» What you are asked to do
In the listing that follows, count every line holding the word "master" and give only the count.

Provided material: Begin

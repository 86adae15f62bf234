//! HTTP API tests against the in-memory storage backend.

use std::sync::Arc;

use axum::body::{to_bytes, Body};
use axum::http::{header, Method, Request, StatusCode};
use axum::Router;
use serde_json::{json, Value};
use tower::util::ServiceExt;

use resound::service::Service;
use resound::store::MemoryStore;
use resound::Fingerprint;

use resound_server::auth::{Authenticator, NoAuth, PasswordAuth};
use resound_server::{build_router, AppState};

fn app() -> (Router, AppState) {
    app_with_auth(Arc::new(NoAuth))
}

fn app_with_auth(auth: Arc<dyn Authenticator>) -> (Router, AppState) {
    let service = Service::new(Arc::new(MemoryStore::new()));
    let state = AppState::new(service, auth);
    (build_router(state.clone()), state)
}

fn fingerprint(seed: u32, frames: usize) -> String {
    // Simple deterministic hash sequence; collision-free across seeds for
    // the query mask with overwhelming likelihood.
    let hashes = (0..frames as u32)
        .map(|i| (i + seed * 100_000).wrapping_mul(2654435761))
        .collect();
    Fingerprint { version: 1, hashes }.to_base64()
}

async fn send(
    router: &Router,
    method: Method,
    uri: &str,
    body: Option<Value>,
    basic_auth: Option<(&str, &str)>,
) -> (StatusCode, Value) {
    let mut builder = Request::builder().method(method).uri(uri);
    if let Some((username, password)) = basic_auth {
        use base64::engine::general_purpose::STANDARD;
        use base64::Engine;
        let token = STANDARD.encode(format!("{username}:{password}"));
        builder = builder.header(header::AUTHORIZATION, format!("Basic {token}"));
    }
    let request = match body {
        Some(value) => builder
            .header(header::CONTENT_TYPE, "application/json")
            .body(Body::from(value.to_string()))
            .unwrap(),
        None => builder.body(Body::empty()).unwrap(),
    };

    let response = router.clone().oneshot(request).await.unwrap();
    let status = response.status();
    let bytes = to_bytes(response.into_body(), usize::MAX).await.unwrap();
    let value = if bytes.is_empty() {
        Value::Null
    } else {
        serde_json::from_slice(&bytes).unwrap_or(Value::Null)
    };
    (status, value)
}

#[tokio::test]
async fn test_health_follows_drain_state() {
    let (router, state) = app();

    let (status, _) = send(&router, Method::GET, "/_health", None, None).await;
    assert_eq!(status, StatusCode::OK);

    state.set_healthy(false);
    let (status, body) = send(&router, Method::GET, "/_health", None, None).await;
    assert_eq!(status, StatusCode::SERVICE_UNAVAILABLE);
    assert_eq!(body["error"]["type"], "unavailable");
}

#[tokio::test]
async fn test_unknown_route_is_json_not_found() {
    let (router, _) = app();
    let (status, body) = send(&router, Method::GET, "/nope", None, None).await;
    assert_eq!(status, StatusCode::NOT_FOUND);
    assert_eq!(body["error"]["type"], "not_found");
}

#[tokio::test]
async fn test_catalog_lifecycle_over_http() {
    let (router, _) = app();

    let (status, body) = send(&router, Method::PUT, "/v1/priv/cat1", None, None).await;
    assert_eq!(status, StatusCode::OK);
    assert_eq!(body["catalog"], "cat1");

    let (status, body) = send(&router, Method::GET, "/v1/priv", None, None).await;
    assert_eq!(status, StatusCode::OK);
    assert_eq!(body["catalogs"][0]["catalog"], "cat1");

    let (status, body) = send(&router, Method::GET, "/v1/priv/cat1", None, None).await;
    assert_eq!(status, StatusCode::OK);
    assert_eq!(body["catalog"], "cat1");

    let (status, _) = send(&router, Method::DELETE, "/v1/priv/cat1", None, None).await;
    assert_eq!(status, StatusCode::OK);

    let (status, body) = send(&router, Method::GET, "/v1/priv/cat1", None, None).await;
    assert_eq!(status, StatusCode::NOT_FOUND);
    assert_eq!(body["error"]["type"], "not_found");
}

#[tokio::test]
async fn test_invalid_identifiers_are_rejected() {
    let (router, _) = app();

    let (status, body) = send(&router, Method::PUT, "/v1/priv/_bad", None, None).await;
    assert_eq!(status, StatusCode::BAD_REQUEST);
    assert_eq!(body["error"]["type"], "invalid_request");

    let (status, body) = send(
        &router,
        Method::PUT,
        "/v1/priv/cat1/_track",
        Some(json!({"fingerprint": fingerprint(1, 100)})),
        None,
    )
    .await;
    assert_eq!(status, StatusCode::BAD_REQUEST);
    assert_eq!(body["error"]["reason"], "Invalid track ID");
}

#[tokio::test]
async fn test_track_roundtrip_and_duplicates() {
    let (router, _) = app();
    let fp = fingerprint(1, 400);

    let (status, body) = send(
        &router,
        Method::PUT,
        "/v1/priv/cat1/t1",
        Some(json!({
            "fingerprint": fp,
            "metadata": {"title": "Sunrise"},
        })),
        None,
    )
    .await;
    assert_eq!(status, StatusCode::OK);
    assert_eq!(body["id"], "t1");

    let (status, body) = send(&router, Method::GET, "/v1/priv/cat1/t1", None, None).await;
    assert_eq!(status, StatusCode::OK);
    assert_eq!(body["metadata"]["title"], "Sunrise");

    // Same fingerprint under a new id without allow_duplicate conflicts.
    let (status, body) = send(
        &router,
        Method::PUT,
        "/v1/priv/cat1/t2",
        Some(json!({"fingerprint": fp})),
        None,
    )
    .await;
    assert_eq!(status, StatusCode::CONFLICT);
    assert_eq!(body["error"]["type"], "duplicate");

    let (status, _) = send(
        &router,
        Method::PUT,
        "/v1/priv/cat1/t2",
        Some(json!({"fingerprint": fp, "allow_duplicate": true})),
        None,
    )
    .await;
    assert_eq!(status, StatusCode::OK);

    let (status, _) = send(&router, Method::DELETE, "/v1/priv/cat1/t1", None, None).await;
    assert_eq!(status, StatusCode::OK);
    let (status, _) = send(&router, Method::GET, "/v1/priv/cat1/t1", None, None).await;
    assert_eq!(status, StatusCode::NOT_FOUND);
}

#[tokio::test]
async fn test_malformed_bodies_are_bad_requests() {
    let (router, _) = app();

    let request = Request::builder()
        .method(Method::PUT)
        .uri("/v1/priv/cat1/t1")
        .header(header::CONTENT_TYPE, "application/json")
        .body(Body::from("{not json"))
        .unwrap();
    let response = router.clone().oneshot(request).await.unwrap();
    assert_eq!(response.status(), StatusCode::BAD_REQUEST);

    let (status, body) = send(
        &router,
        Method::PUT,
        "/v1/priv/cat1/t1",
        Some(json!({"fingerprint": "@@not-base64@@"})),
        None,
    )
    .await;
    assert_eq!(status, StatusCode::BAD_REQUEST);
    assert_eq!(body["error"]["type"], "invalid_request");
}

#[tokio::test]
async fn test_anonymous_track_gets_server_id() {
    let (router, _) = app();

    let (status, body) = send(
        &router,
        Method::POST,
        "/v1/priv/cat1",
        Some(json!({"fingerprint": fingerprint(3, 350)})),
        None,
    )
    .await;
    assert_eq!(status, StatusCode::OK);
    let id = body["id"].as_str().unwrap();
    assert!(uuid::Uuid::parse_str(id).is_ok());

    let (status, _) = send(
        &router,
        Method::GET,
        &format!("/v1/priv/cat1/{id}"),
        None,
        None,
    )
    .await;
    assert_eq!(status, StatusCode::OK);
}

#[tokio::test]
async fn test_stream_search_finds_track() {
    let (router, _) = app();

    let master = Fingerprint {
        version: 1,
        hashes: (0..600u32).map(|i| i.wrapping_mul(2654435761)).collect(),
    };
    send(
        &router,
        Method::PUT,
        "/v1/priv/cat1/t1",
        Some(json!({
            "fingerprint": master.to_base64(),
            "metadata": {"title": "Sunrise"},
        })),
        None,
    )
    .await;

    // A 250-frame excerpt starting at frame 200.
    let query = Fingerprint {
        version: 1,
        hashes: master.hashes[200..450].to_vec(),
    };
    let (status, body) = send(
        &router,
        Method::POST,
        "/v1/priv/cat1/_search",
        Some(json!({"fingerprint": query.to_base64(), "stream": true})),
        None,
    )
    .await;
    assert_eq!(status, StatusCode::OK);
    assert_eq!(body["catalog"], "cat1");
    assert_eq!(body["results"].as_array().unwrap().len(), 1);
    let result = &body["results"][0];
    assert_eq!(result["id"], "t1");
    assert_eq!(result["metadata"]["title"], "Sunrise");
    assert!(result["match"]["duration"].as_f64().unwrap() > 0.0);
    let position = result["match"]["position"].as_f64().unwrap();
    assert!((position - 200.0 * (1365.0 / 11025.0)).abs() < 1e-6);

    // An unrelated fingerprint finds nothing.
    let (status, body) = send(
        &router,
        Method::POST,
        "/v1/priv/cat1/_search",
        Some(json!({"fingerprint": fingerprint(9, 250), "stream": false})),
        None,
    )
    .await;
    assert_eq!(status, StatusCode::OK);
    assert!(body["results"].as_array().unwrap().is_empty());
}

#[tokio::test]
async fn test_stream_search_length_limit() {
    let (router, _) = app();
    send(&router, Method::PUT, "/v1/priv/cat1", None, None).await;

    let (status, body) = send(
        &router,
        Method::POST,
        "/v1/priv/cat1/_search",
        Some(json!({"fingerprint": fingerprint(1, 301), "stream": true})),
        None,
    )
    .await;
    assert_eq!(status, StatusCode::BAD_REQUEST);
    assert_eq!(body["error"]["reason"], "Fingerprint too long for stream search");

    // The same length is fine without stream mode.
    let (status, _) = send(
        &router,
        Method::POST,
        "/v1/priv/cat1/_search",
        Some(json!({"fingerprint": fingerprint(1, 301), "stream": false})),
        None,
    )
    .await;
    assert_eq!(status, StatusCode::OK);
}

#[tokio::test]
async fn test_password_auth_guards_api() {
    let (router, _) = app_with_auth(Arc::new(PasswordAuth {
        username: "user".to_string(),
        password: "secret".to_string(),
    }));

    let (status, body) = send(&router, Method::GET, "/v1/priv", None, None).await;
    assert_eq!(status, StatusCode::UNAUTHORIZED);
    assert_eq!(body["error"]["type"], "unauthorized");

    let (status, _) = send(
        &router,
        Method::GET,
        "/v1/priv",
        None,
        Some(("user", "secret")),
    )
    .await;
    assert_eq!(status, StatusCode::OK);

    // Health stays open without credentials.
    let (status, _) = send(&router, Method::GET, "/_health", None, None).await;
    assert_eq!(status, StatusCode::OK);
}

#[tokio::test]
async fn test_track_listing_pagination_over_http() {
    let (router, _) = app();

    for i in 0..3 {
        send(
            &router,
            Method::PUT,
            &format!("/v1/priv/cat1/track-{i}"),
            Some(json!({"fingerprint": fingerprint(10 + i, 300)})),
            None,
        )
        .await;
    }

    let (status, body) = send(&router, Method::GET, "/v1/priv/cat1?tracks", None, None).await;
    assert_eq!(status, StatusCode::OK);
    let tracks = body["tracks"].as_array().unwrap();
    assert_eq!(tracks.len(), 3);
    assert_eq!(body["has_more"], false);
    assert_eq!(tracks[0]["id"], "track-0");
}

#[tokio::test]
async fn test_metrics_exposition() {
    let (router, _) = app();
    send(&router, Method::PUT, "/v1/priv/cat1", None, None).await;

    let request = Request::builder()
        .method(Method::GET)
        .uri("/_metrics")
        .body(Body::empty())
        .unwrap();
    let response = router.clone().oneshot(request).await.unwrap();
    assert_eq!(response.status(), StatusCode::OK);
    let bytes = to_bytes(response.into_body(), usize::MAX).await.unwrap();
    let text = String::from_utf8(bytes.to_vec()).unwrap();
    assert!(text.contains("acoustid_priv_catalog_action_total"));
}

Provided material: End

» The answer
3